Incoming: Fat White Family's Lias Saoudi talks survival, industry woes and Forgiveness Is Yours

Incoming: Fat White Family's Lias Saoudi talks survival, industry woes and Forgiveness Is Yours

Fat White Family have battled in-fighting and addiction since their inception, but the exit of guitarist Saul Adamczewski during the making of their fourth album Forgiveness Is Yours rocked them to the core. Here, singer Lias Saoudi explains their survival plan and talks indie rock, life on Domino and his industry issues...

INTERVIEW: Ben Homewood
PHOTO: Louise Mason

Given that Saul, your creative partner, left the band for good during recording, are you surprised that the new album even got finished?  

“It was a miracle that it came off at all, the interpersonal stuff just got to a point where it was just untenable. After the pandemic, we had grown out of each other in fundamental ways – and then when we tried to patch things up, it wouldn’t budge. It’s messy, your characters bleed into each other in really abstract and unhealthy ways. But that’s as old as the hills, that’s what makes a good band. It’s sad, you go into it when you’re young and naive and there’s all this optimism, but it’s so often the way with British bands where there’s a pair in the middle of it and they always end up fucking hating each other.” 

So are those indie rock tropes getting the better of Fat White Family?

“We followed that tradition of sensationalism and iconoclasm. But low-life indie rock is a dead medium now, isn’t it? A hopeless anachronism. The progressive arm of capitalism has convinced everybody that it’s just not worth it. Maybe people are right, but also, maybe they’re not. Part of the idea for us is trying to prove them wrong. It’s a way of resistance, just through sheer self-destruction. But then, you approach 40 and it’s like, ‘Well, I’m not dead yet, but I’m tired. I’d like somewhere to live, normal relationships.’ I don’t know, it’s a young person’s game.”

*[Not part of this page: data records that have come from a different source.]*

//! Command-line entry point.
//!
//! `worker` runs the job pipeline until interrupted; `submit` and `status`
//! are the intake and query side, talking to the worker only through the
//! job store and the data directory.

use std::io;
use std::path::PathBuf;
use std::sync::atomic::{AtomicBool, Ordering};
use std::sync::Arc;

use anyhow::{bail, Context, Result};
use clap::{Parser, Subcommand};
use tracing::info;
use tracing_subscriber::EnvFilter;

use explainer::{
    load_config, ChatCompletionsGenerator, Config, Database, Intake, JobStatus, JobStore,
    ResultWriter, StageArea, StatusResolver, TokioClock, Worker,
};

#[derive(Parser, Debug)]
#[command(name = "explainer", version, about = "Explain slide decks one slide at a time")]
struct Cli {
    /// Path to a JSON config file. Built-in defaults are used when absent.
    #[arg(short, long, env = "EXPLAINER_CONFIG", global = true)]
    config: Option<PathBuf>,

    /// Emit logs as JSON lines.
    #[arg(long, global = true)]
    log_json: bool,

    #[command(subcommand)]
    command: Command,
}

#[derive(Subcommand, Debug)]
enum Command {
    /// Process pending jobs until interrupted.
    Worker,

    /// Submit a .pptx deck and print its job uid.
    Submit {
        file: PathBuf,
        /// Owner email address.
        #[arg(long)]
        owner: Option<String>,
    },

    /// Show a job's status, and its explanations once done.
    Status {
        /// Job uid returned by `submit`.
        #[arg(conflicts_with = "owner")]
        uid: Option<String>,
        /// Look up the latest upload of this owner instead of a uid.
        #[arg(long, requires = "name")]
        owner: Option<String>,
        /// Original file name of the upload, used with --owner.
        #[arg(long, requires = "owner")]
        name: Option<String>,
    },

    /// List an owner's jobs, or all jobs in the given statuses.
    List {
        #[arg(long)]
        owner: Option<String>,
        #[arg(long, value_delimiter = ',', default_value = "pending,processing")]
        status: Vec<JobStatus>,
    },
}

fn init_logging(json: bool) {
    let filter =
        EnvFilter::try_from_default_env().unwrap_or_else(|_| EnvFilter::new("explainer=info"));
    let builder = tracing_subscriber::fmt()
        .with_env_filter(filter)
        .with_writer(io::stderr);
    if json {
        builder.json().init();
    } else {
        builder.init();
    }
}

fn open_store(config: &Config) -> Result<JobStore> {
    let path = config.database_path();
    let db = Database::open(&path)
        .with_context(|| format!("Failed to open job store at {}", path.display()))?;
    Ok(JobStore::new(db))
}

fn print_json<T: serde::Serialize>(value: &T) -> Result<()> {
    println!("{}", serde_json::to_string_pretty(value)?);
    Ok(())
}

#[tokio::main]
async fn main() -> Result<()> {
    let cli = Cli::parse();
    init_logging(cli.log_json);

    let config = match &cli.config {
        Some(path) => load_config(path)
            .with_context(|| format!("Failed to load config from {}", path.display()))?,
        None => Config::default(),
    };
    let store = open_store(&config)?;

    match cli.command {
        Command::Worker => {
            let generator = ChatCompletionsGenerator::from_config(&config.generation)
                .context("Failed to set up the generation service client")?;
            let worker = Worker::from_config(
                &config,
                store,
                Arc::new(generator),
                Arc::new(TokioClock),
            )
            .context("Invalid worker configuration")?;

            let shutdown = Arc::new(AtomicBool::new(false));
            let flag = Arc::clone(&shutdown);
            ctrlc::set_handler(move || {
                flag.store(true, Ordering::Relaxed);
            })
            .context("Failed to install Ctrl-C handler")?;

            info!(data_directory = %config.data_directory.display(), "Starting worker");
            worker.run(shutdown).await?;
        }

        Command::Submit { file, owner } => {
            let intake = Intake::new(store, StageArea::new(&config.data_directory));
            let job = intake
                .submit_file(&file, owner.as_deref())
                .with_context(|| format!("Failed to submit {}", file.display()))?;
            println!("{}", job.uid);
        }

        Command::Status { uid, owner, name } => {
            let resolver = StatusResolver::new(
                store,
                StageArea::new(&config.data_directory),
                ResultWriter::new(&config.data_directory),
            );
            let details = match (uid, owner, name) {
                (Some(uid), _, _) => resolver.resolve(&uid)?,
                (None, Some(owner), Some(name)) => {
                    resolver.resolve_by_owner_and_name(&owner, &name)?
                }
                _ => bail!("Give a uid, or both --owner and --name"),
            };
            print_json(&details)?;
        }

        Command::List { owner, status } => match owner {
            Some(owner) => {
                let resolver = StatusResolver::new(
                    store,
                    StageArea::new(&config.data_directory),
                    ResultWriter::new(&config.data_directory),
                );
                print_json(&resolver.history(&owner)?)?;
            }
            None => print_json(&store.list_by_status(&status)?)?,
        },
    }

    Ok(())
}
//! Natural cubic splines.
//!
//! Each interval `[x_i, x_{i+1}]` carries a cubic
//!
//! ```text
//! S_i(x) = a_i + b_i (x - x_i) + c_i (x - x_i)^2 + d_i (x - x_i)^3
//! ```
//!
//! with continuous first and second derivatives at the knots and zero second
//! derivative at both ends.

use crate::{Error, Extrapolate, extrapolate::Lookup};

/// Minimum number of samples for a cubic spline.
pub const MIN_SAMPLES: usize = 3;

/// Polynomial coefficients for one channel, indexed by interval.
///
/// The abscissae are stored by the owner so that several channels can share
/// them.
#[derive(Debug, Clone, PartialEq)]
pub(crate) struct Coefficients {
    a: Vec<f64>,
    b: Vec<f64>,
    c: Vec<f64>,
    d: Vec<f64>,
}

impl Coefficients {
    /// Fits a natural cubic through `(x, y)`.
    ///
    /// `x` must already be validated with [`check_abscissae`] and have the
    /// same length as `y`.
    pub(crate) fn natural(x: &[f64], y: &[f64]) -> Self {
        let n = x.len();
        let h: Vec<f64> = x.windows(2).map(|w| w[1] - w[0]).collect();
        let slope: Vec<f64> = y
            .windows(2)
            .zip(&h)
            .map(|(w, h)| (w[1] - w[0]) / h)
            .collect();

        // Tridiagonal system for the interior c_i, solved with the Thomas
        // algorithm. Row k corresponds to knot k + 1.
        let m = n - 2;
        let mut diag: Vec<f64> = (0..m).map(|k| 2.0 * (h[k] + h[k + 1])).collect();
        let mut rhs: Vec<f64> = (0..m).map(|k| 3.0 * (slope[k + 1] - slope[k])).collect();
        for k in 1..m {
            let w = h[k] / diag[k - 1];
            diag[k] -= w * h[k];
            rhs[k] -= w * rhs[k - 1];
        }

        let mut c = vec![0.0; n];
        for k in (0..m).rev() {
            c[k + 1] = (rhs[k] - h[k + 1] * c[k + 2]) / diag[k];
        }

        let b = (0..n - 1)
            .map(|i| slope[i] - h[i] * (2.0 * c[i] + c[i + 1]) / 3.0)
            .collect();
        let d = (0..n - 1).map(|i| (c[i + 1] - c[i]) / (3.0 * h[i])).collect();

        Self {
            a: y[..n - 1].to_vec(),
            b,
            c: c[..n - 1].to_vec(),
            d,
        }
    }

    /// Evaluates at `t` using the polynomial of the interval containing it.
    ///
    /// Points beyond either end use the end polynomials.
    pub(crate) fn eval(&self, x: &[f64], t: f64) -> f64 {
        let i = interval(x, t);
        let dx = t - x[i];
        self.a[i] + dx * (self.b[i] + dx * (self.c[i] + dx * self.d[i]))
    }
}

/// Index of the interval containing `t`, clamped to the valid range.
fn interval(x: &[f64], t: f64) -> usize {
    x.partition_point(|&xi| xi <= t).saturating_sub(1).min(x.len() - 2)
}

/// Checks that `x` is long enough, finite, and strictly increasing.
pub(crate) fn check_abscissae(x: &[f64]) -> Result<(), Error> {
    if x.len() < MIN_SAMPLES {
        return Err(Error::InsufficientSamples {
            needed: MIN_SAMPLES,
            got: x.len(),
        });
    }
    if let Some(&bad) = x.iter().find(|v| !v.is_finite()) {
        return Err(Error::NonFinite { x: bad });
    }
    if let Some(index) = x.windows(2).position(|w| w[1] <= w[0]) {
        return Err(Error::NotIncreasing { index: index + 1 });
    }
    Ok(())
}

/// A natural cubic spline through a fixed set of samples.
#[derive(Debug, Clone, PartialEq)]
pub struct CubicSpline {
    x: Vec<f64>,
    y: Vec<f64>,
    coefficients: Coefficients,
    extrapolate: Extrapolate,
}

impl CubicSpline {
    /// Fits a spline through `(x, y)` with the default [`Extrapolate::Error`]
    /// policy.
    ///
    /// # Errors
    ///
    /// Returns an error if the lengths differ, there are fewer than
    /// [`MIN_SAMPLES`] points, any value is not finite, or `x` is not strictly
    /// increasing.
    pub fn new(x: Vec<f64>, y: Vec<f64>) -> Result<Self, Error> {
        if x.len() != y.len() {
            return Err(Error::LengthMismatch {
                x: x.len(),
                y: y.len(),
            });
        }
        check_abscissae(&x)?;
        if let Some(i) = y.iter().position(|v| !v.is_finite()) {
            return Err(Error::NonFinite { x: x[i] });
        }

        let coefficients = Coefficients::natural(&x, &y);
        Ok(Self {
            x,
            y,
            coefficients,
            extrapolate: Extrapolate::default(),
        })
    }

    /// Assembles a spline from samples that were already fitted.
    pub(crate) fn from_parts(x: Vec<f64>, y: Vec<f64>, coefficients: Coefficients) -> Self {
        Self {
            x,
            y,
            coefficients,
            extrapolate: Extrapolate::default(),
        }
    }

    /// Replaces the extrapolation policy.
    #[must_use]
    pub fn with_extrapolate(mut self, extrapolate: Extrapolate) -> Self {
        self.extrapolate = extrapolate;
        self
    }

    /// Evaluates the spline at `x`.
    ///
    /// # Errors
    ///
    /// Returns [`Error::OutOfDomain`] if `x` is outside the sampled range and
    /// the policy is [`Extrapolate::Error`], or if `x` is NaN.
    pub fn eval(&self, x: f64) -> Result<f64, Error> {
        let (lo, hi) = self.domain();
        match self.extrapolate.lookup(x, lo, hi)? {
            Lookup::At(t) => Ok(self.coefficients.eval(&self.x, t)),
            Lookup::Value(value) => Ok(value),
        }
    }

    #[must_use]
    pub fn xs(&self) -> &[f64] {
        &self.x
    }

    #[must_use]
    pub fn ys(&self) -> &[f64] {
        &self.y
    }

    #[must_use]
    pub fn len(&self) -> usize {
        self.x.len()
    }

    /// Always false; a spline holds at least [`MIN_SAMPLES`] points.
    #[must_use]
    pub fn is_empty(&self) -> bool {
        self.x.is_empty()
    }

    /// Returns the sampled range `(first, last)`.
    #[must_use]
    pub fn domain(&self) -> (f64, f64) {
        (self.x[0], self.x[self.x.len() - 1])
    }

    #[must_use]
    pub fn extrapolate(&self) -> Extrapolate {
        self.extrapolate
    }
}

The indie generation before yours is still going strong though, bands like The Wombats and The Kooks

“I’ve never even heard of anybody who’s heard of anybody that listens to that stuff. Maybe it’s a psy-op? [Laughs]. Maybe it’s the alt-right, the wokes, Elon Musk, or the Sacklers? I mean, they’ve got that kind of clout, to engineer mobs of fucking sleeper agents. They’ve been faux fans for so long, they can’t remember it was all an act! [Laughs].”

Now you’re on your second record with Domino, is the band edging closer to the kind of commercial success Arctic Monkeys and Wet Leg enjoy?

“Those are the bands that pay for this band! I like Laurence [Bell, Domino co-founder], he’s into karmic redistribution in the musical landscape, the reallocation of funds! [Laughs]. But I don’t think about things in that sense at all. This album is written in a more intimate way – it’s more lyrical and literary – but I don’t think the songs are going to be any kind of worldwide smash. I see the band as more of a kind of experiential, running art project.”

Have you learned any more about the industry since signing to Domino?

“Back in the day, a more artsy project would still bring in some [income]. I was reading about Dave Berman, and he had a house in Texas through Silver Jews’ record sales. I found that amazing. Even a little house seems utterly fantastical these days. You can sell 4,000 tickets in London and you still have to play in other bands, write a book and maybe even pull the odd pint just to pay the rent. So, you’re fucked off with that, but then at the same time, you’re pitifully grateful for whatever you can get and you’re in this life of endless precarity because it’s all just completely fucked.”

What is your biggest problem with the industry? 

“It’s like the world has got together and agreed, ‘We just don’t wish to pay you any more for the job that you do.’ It’s obscene, it’s cataclysmic, where the industry is concerned. Arena shows are going through the roof, while all the grassroots venues are closing. It’s the end of an epoch, from the 1960s up to now – a period with a socio-political and technological situation that was able to cultivate artists capable of scaling incredible heights, where people that were outsiders had backing. Now, banality smothers everything.”